Suelo recordar con alegría aquella tarde en Manizales en la que nos conocimos, durante ese extraño y muy azaroso simposio sobre conocimiento y libertad. Azaroso para mí, pues no había terminado aún de escribir mi ponencia y no sabía cómo terminarla. Era, además, un simposio muy arriesgado. De hecho, al recibir la invitación para participar en él me pareció una locura, y casi no asisto. Tú estabas, en cambio, muy bien preparada. No traigo esos momentos a mi memoria para torturarme, sino para extraer de ellos la fuerza que tiene mi convicción acerca de nuestra (aún, para mí) indispensable comunicación. Ella se impuso sin remedio desde el primer momento que cruzamos palabra. Y desde ese primer momento no pudo ya detenerse. Todo ocurría de un modo, digamos, muy profesional; pero todo ocurría con inusual intensidad. Creo que te amé desde que te vi. Pero cuando pienso en todo el tiempo que transcurrió (¿año y medio tal vez?) desde ese primer momento hasta aquella noche en la que... bueno, aquella noche. Cuando pienso en todo ese tiempo, me digo:

“Pero si ya sabemos lo que significa sobreponerse a sí mismo; ¿por qué no aceptar entonces que tenemos que hacerlo de una vez por todas y seguir conservando lo que en última instancia nos unió y aún nos debe unir; a saber, la comunicación?”

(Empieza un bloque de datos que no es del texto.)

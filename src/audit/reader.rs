//! Audit log reader: filter and display session logs for `warden log`.

use crate::audit::types::*;
use crate::policy::types::Verdict;
use crate::utils::state;
use anyhow::{Context, Result};
use colored::Colorize;
use std::fs;
use std::path::{Path, PathBuf};

pub struct AuditReader {
    log_dir: PathBuf,
}

impl AuditReader {
    /// Reader over `<state>/logs`.
    pub fn new() -> Result<Self> {
        Ok(Self::with_dir(state::log_dir()?))
    }

    pub fn with_dir(dir: impl AsRef<Path>) -> Self {
        Self {
            log_dir: dir.as_ref().to_path_buf(),
        }
    }

    pub fn read_session(&self, session_id: &str) -> Result<Vec<AuditEntry>> {
        let stem = crate::audit::logger::session_file_stem(session_id);
        self.read_file(&self.log_dir.join(format!("{}.jsonl", stem)))
    }

    /// Lines that don't parse are skipped: a concurrent writer may have
    /// left a partial line, and one bad line shouldn't hide the rest.
    fn read_file(&self, path: &Path) -> Result<Vec<AuditEntry>> {
        let content = fs::read_to_string(path)
            .with_context(|| format!("Failed to read log file: {}", path.display()))?;

        Ok(content
            .lines()
            .filter(|line| !line.trim().is_empty())
            .enumerate()
            .filter_map(|(i, line)| match serde_json::from_str(line) {
                Ok(entry) => Some(entry),
                Err(e) => {
                    tracing::warn!(line = i + 1, error = %e, "skipping unreadable log entry");
                    None
                }
            })
            .collect())
    }

    pub fn read_latest_session(&self) -> Result<Vec<AuditEntry>> {
        match self.find_latest_session()? {
            Some(path) => self.read_file(&path),
            None => Ok(Vec::new()),
        }
    }

    fn session_files(&self) -> Result<Vec<PathBuf>> {
        if !self.log_dir.exists() {
            return Ok(Vec::new());
        }
        Ok(fs::read_dir(&self.log_dir)
            .with_context(|| format!("Failed to read log directory: {}", self.log_dir.display()))?
            .filter_map(|e| e.ok())
            .map(|e| e.path())
            .filter(|p| p.extension().map_or(false, |e| e == "jsonl"))
            .collect())
    }

    fn find_latest_session(&self) -> Result<Option<PathBuf>> {
        let mut files = self.session_files()?;
        files.sort_by(|a, b| {
            let a_time = fs::metadata(a).and_then(|m| m.modified()).ok();
            let b_time = fs::metadata(b).and_then(|m| m.modified()).ok();
            b_time.cmp(&a_time)
        });
        Ok(files.into_iter().next())
    }

    pub fn list_sessions(&self) -> Result<Vec<String>> {
        let mut sessions: Vec<String> = self
            .session_files()?
            .iter()
            .filter_map(|p| p.file_stem().map(|s| s.to_string_lossy().to_string()))
            .collect();
        sessions.sort();
        Ok(sessions)
    }

    /// Apply `filter`. With a limit, the most recent matching entries are kept.
    pub fn filter_entries(entries: &[AuditEntry], filter: &LogFilter) -> Vec<AuditEntry> {
        let matching: Vec<&AuditEntry> = entries
            .iter()
            .filter(|e| filter.verdict.map_or(true, |v| v.matches(&e.verdict)))
            .filter(|e| filter.tier.map_or(true, |t| e.tier == t))
            .collect();

        let skip = filter
            .limit
            .map_or(0, |limit| matching.len().saturating_sub(limit));
        matching.into_iter().skip(skip).cloned().collect()
    }

    pub fn summarize(entries: &[AuditEntry]) -> SessionSummary {
        let mut summary = SessionSummary::default();

        if let Some(first) = entries.first() {
            summary.session_id = first.session_id.clone();
            summary.start_time = Some(first.timestamp);
        }
        if let Some(last) = entries.last() {
            summary.end_time = Some(last.timestamp);
        }

        summary.total = entries.len();
        for entry in entries {
            match &entry.verdict {
                Verdict::Allow { .. } => summary.allowed += 1,
                Verdict::Deny { .. } => summary.denied += 1,
                Verdict::Ask { .. } => summary.asked += 1,
                Verdict::FallThrough => summary.fell_through += 1,
            }
            if entry.tier == Tier::Review {
                summary.reviewed += 1;
            }
        }

        summary
    }

    /// One terminal line per entry.
    pub fn format_entry(entry: &AuditEntry) -> String {
        let timestamp = entry.timestamp.format("%H:%M:%S").to_string();
        let verdict = match &entry.verdict {
            Verdict::Allow { .. } => "ALLOW".green().to_string(),
            Verdict::Deny { .. } => "DENY".red().to_string(),
            Verdict::Ask { .. } => "ASK".yellow().to_string(),
            Verdict::FallThrough => "PASS".dimmed().to_string(),
        };

        let target: String = entry.target.chars().take(80).collect();
        let mut line = format!(
            "[{}] {} {} -> {} ({})",
            timestamp.dimmed(),
            verdict,
            entry.action_kind.bold(),
            target,
            entry.tier.to_string().dimmed()
        );

        if let Some(reason) = entry.verdict.reason() {
            line.push_str(&format!("\n           {}", reason.dimmed()));
        }

        line
    }
}

#[cfg(test)]
mod tests {
    use super::*;
    use crate::audit::AuditLogger;
    use chrono::Utc;
    use tempfile::TempDir;

    fn entry(verdict: Verdict, tier: Tier) -> AuditEntry {
        AuditEntry {
            timestamp: Utc::now(),
            session_id: "s1".to_string(),
            action_kind: "Bash".to_string(),
            target: "ls".to_string(),
            verdict,
            tier,
            detail: None,
            eval_duration_us: None,
        }
    }

    fn sample() -> Vec<AuditEntry> {
        vec![
            entry(Verdict::allow(), Tier::Rules),
            entry(Verdict::deny("rm"), Tier::Rules),
            entry(Verdict::ask("push"), Tier::Rules),
            entry(Verdict::allow_because("ok"), Tier::Review),
            entry(Verdict::FallThrough, Tier::None),
        ]
    }

    #[test]
    fn test_summarize() {
        let summary = AuditReader::summarize(&sample());
        assert_eq!(summary.total, 5);
        assert_eq!(summary.allowed, 2);
        assert_eq!(summary.denied, 1);
        assert_eq!(summary.asked, 1);
        assert_eq!(summary.fell_through, 1);
        assert_eq!(summary.reviewed, 1);
        assert_eq!(summary.session_id, "s1");
    }

    #[test]
    fn test_filter() {
        let entries = sample();
        let allowed = AuditReader::filter_entries(
            &entries,
            &LogFilter {
                verdict: Some(VerdictFilter::Allow),
                ..LogFilter::default()
            },
        );
        assert_eq!(allowed.len(), 2);

        let last_two = AuditReader::filter_entries(
            &entries,
            &LogFilter {
                limit: Some(2),
                ..LogFilter::default()
            },
        );
        assert_eq!(last_two.len(), 2);
        assert!(last_two[1].verdict.is_fall_through());

        let reviewed = AuditReader::filter_entries(
            &entries,
            &LogFilter {
                tier: Some(Tier::Review),
                ..LogFilter::default()
            },
        );
        assert_eq!(reviewed.len(), 1);
    }

    #[test]
    fn test_sessions_and_latest() {
        let tmp = TempDir::new().unwrap();
        let reader = AuditReader::with_dir(tmp.path());
        assert!(reader.list_sessions().unwrap().is_empty());
        assert!(reader.read_latest_session().unwrap().is_empty());

        let mut logger = AuditLogger::in_dir(tmp.path(), "alpha").unwrap();
        logger.record(&entry(Verdict::allow(), Tier::Rules)).unwrap();
        let mut logger = AuditLogger::in_dir(tmp.path(), "beta").unwrap();
        logger.record(&entry(Verdict::deny("x"), Tier::Rules)).unwrap();

        assert_eq!(reader.list_sessions().unwrap(), vec!["alpha", "beta"]);
        assert_eq!(reader.read_session("alpha").unwrap().len(), 1);
    }

    #[test]
    fn test_partial_lines_skipped() {
        let tmp = TempDir::new().unwrap();
        let path = tmp.path().join("s.jsonl");
        let good = serde_json::to_string(&entry(Verdict::allow(), Tier::Rules)).unwrap();
        fs::write(&path, format!("{}\n{{\"truncated\n", good)).unwrap();
        assert_eq!(AuditReader::with_dir(tmp.path()).read_session("s").unwrap().len(), 1);
    }

    #[test]
    fn test_format_entry_includes_reason() {
        colored::control::set_override(false);
        let line = AuditReader::format_entry(&entry(Verdict::deny("outside scratch"), Tier::Rules));
        assert!(line.contains("DENY"));
        assert!(line.contains("outside scratch"));
    }
}
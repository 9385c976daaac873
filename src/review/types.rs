use serde::{Deserialize, Serialize};
use std::fmt;
use std::str::FromStr;
use std::time::Duration;
use thiserror::Error;

/// The reviewer's answer.
#[derive(Debug, Clone, Copy, PartialEq, Eq, Serialize, Deserialize)]
#[serde(rename_all = "snake_case")]
pub enum ReviewDecision {
    Approve,
    /// Non-binding rejection: the agent should revise and retry.
    PushBack,
    /// Hand the decision to the human.
    Elevate,
}

impl FromStr for ReviewDecision {
    type Err = String;

    fn from_str(s: &str) -> Result<Self, Self::Err> {
        match s.trim().to_ascii_lowercase().as_str() {
            "approve" => Ok(ReviewDecision::Approve),
            "pushback" | "push_back" | "push-back" => Ok(ReviewDecision::PushBack),
            "elevate" => Ok(ReviewDecision::Elevate),
            other => Err(format!("unknown decision {:?}", other)),
        }
    }
}

impl fmt::Display for ReviewDecision {
    fn fmt(&self, f: &mut fmt::Formatter<'_>) -> fmt::Result {
        match self {
            ReviewDecision::Approve => write!(f, "approve"),
            ReviewDecision::PushBack => write!(f, "pushback"),
            ReviewDecision::Elevate => write!(f, "elevate"),
        }
    }
}

#[derive(Debug, Clone, PartialEq, Eq)]
pub struct ReviewReply {
    pub decision: ReviewDecision,
    pub reason: String,
}

impl ReviewReply {
    pub fn new(decision: ReviewDecision, reason: impl Into<String>) -> Self {
        Self {
            decision,
            reason: reason.into(),
        }
    }
}

/// What the reviewer is shown.
#[derive(Debug, Clone, PartialEq, Eq)]
pub struct ReviewPrompt {
    pub text: String,
    /// This exact request was pushed back before.
    pub retry: bool,
}

#[derive(Debug, Error)]
pub enum ReviewError {
    #[error("reviewer timed out after {}s", .0.as_secs())]
    Timeout(Duration),

    #[error("failed to start reviewer: {0}")]
    Spawn(#[source] std::io::Error),

    #[error("reviewer I/O error: {0}")]
    Io(#[source] std::io::Error),

    #[error("reviewer exited with {}: {stderr}", exit_label(.code))]
    Exited { code: Option<i32>, stderr: String },

    /// The reviewer ran but reported its own failure (auth, budget, ...).
    #[error("reviewer reported an error: {0}")]
    Reported(String),

    #[error("{0}")]
    Malformed(String),
}

fn exit_label(code: &Option<i32>) -> String {
    match code {
        Some(c) => format!("code {}", c),
        None => "a signal".to_string(),
    }
}
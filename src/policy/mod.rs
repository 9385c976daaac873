pub mod defaults;
pub mod engine;
pub mod linter;
pub mod parser;
pub mod types;

pub use engine::Pipeline;
pub use types::*;
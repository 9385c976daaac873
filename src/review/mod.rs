//! Tier 2: the advisory reviewer.
//!
//! Requests the local rules could not settle are described to an external
//! reviewer process, which answers approve, pushback or elevate. The
//! [`AdvisoryReviewer`] turns that answer into a [`Verdict`], consulting the
//! pushback store so the same request is never pushed back twice in a row.
//!
//! [`Verdict`]: crate::policy::types::Verdict

pub mod claude;
pub mod client;
pub mod prompt;
pub mod transcript;
pub mod types;

pub use claude::ClaudeReviewer;
pub use client::AdvisoryReviewer;
pub use types::{ReviewDecision, ReviewError, ReviewPrompt, ReviewReply};

use async_trait::async_trait;

/// Set in the reviewer's environment. A hook invoked with it set falls
/// through, so the reviewer's own tool calls never recurse into review.
pub const REVIEWER_ENV: &str = "WARDEN_REVIEWER";

/// Something that can review a prompt and return a decision.
/// The production implementation shells out to the `claude` CLI; tests use
/// scripted reviewers.
#[async_trait]
pub trait Reviewer: Send + Sync {
    async fn review(&self, prompt: &ReviewPrompt) -> Result<ReviewReply, ReviewError>;
}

Presumo que si no hubieran mediado nuestras respectivas circunstancias nos hubiéramos acercado en cuerpo y alma desde mucho antes. Pero no me interesa darle muchas vueltas a esa presunción. No tiene sentido, me parece imponderable. Lo cierto es que fue por esas circunstancias de cada uno que nuestra relación, que se basó sobre todo en la comprensión verbal y en el intercambio intelectual, omitió sin pena el amor, lo clausuró. Y entonces a esa forma de relacionarnos le dimos el nombre de la amistad. Y es eso lo que pienso que no sería justo detener entre nosotros. Solo que la capacidad de sobreponernos a nosotros mismos debe ser ahora más fuerte que antes, porque ahora conocemos nuestro amor mutuo. Pero también su imposibilidad, que ya ha hecho bastante daño. ¿O fue más bien aquel, el amor mismo, el que hizo tanto daño? No lo sé. En todo caso, no veo más que un camino, Teresa (casi digo: “Teresa mía”, pero sé que es absurdo): reaprender de la antigua sobreposición de nosotros mismos y evocar esa amistad que nos permitió tejer una fuerte comunicación clausurando sin tanta pena la pasión.

Un abrazo,

Antonio

* “La rosa es sin por qué / ella florece porque florece; / no se ocupa de sí misma, / no pregunta si alguien la ve.” (En alemán en el original. Traducción del editor).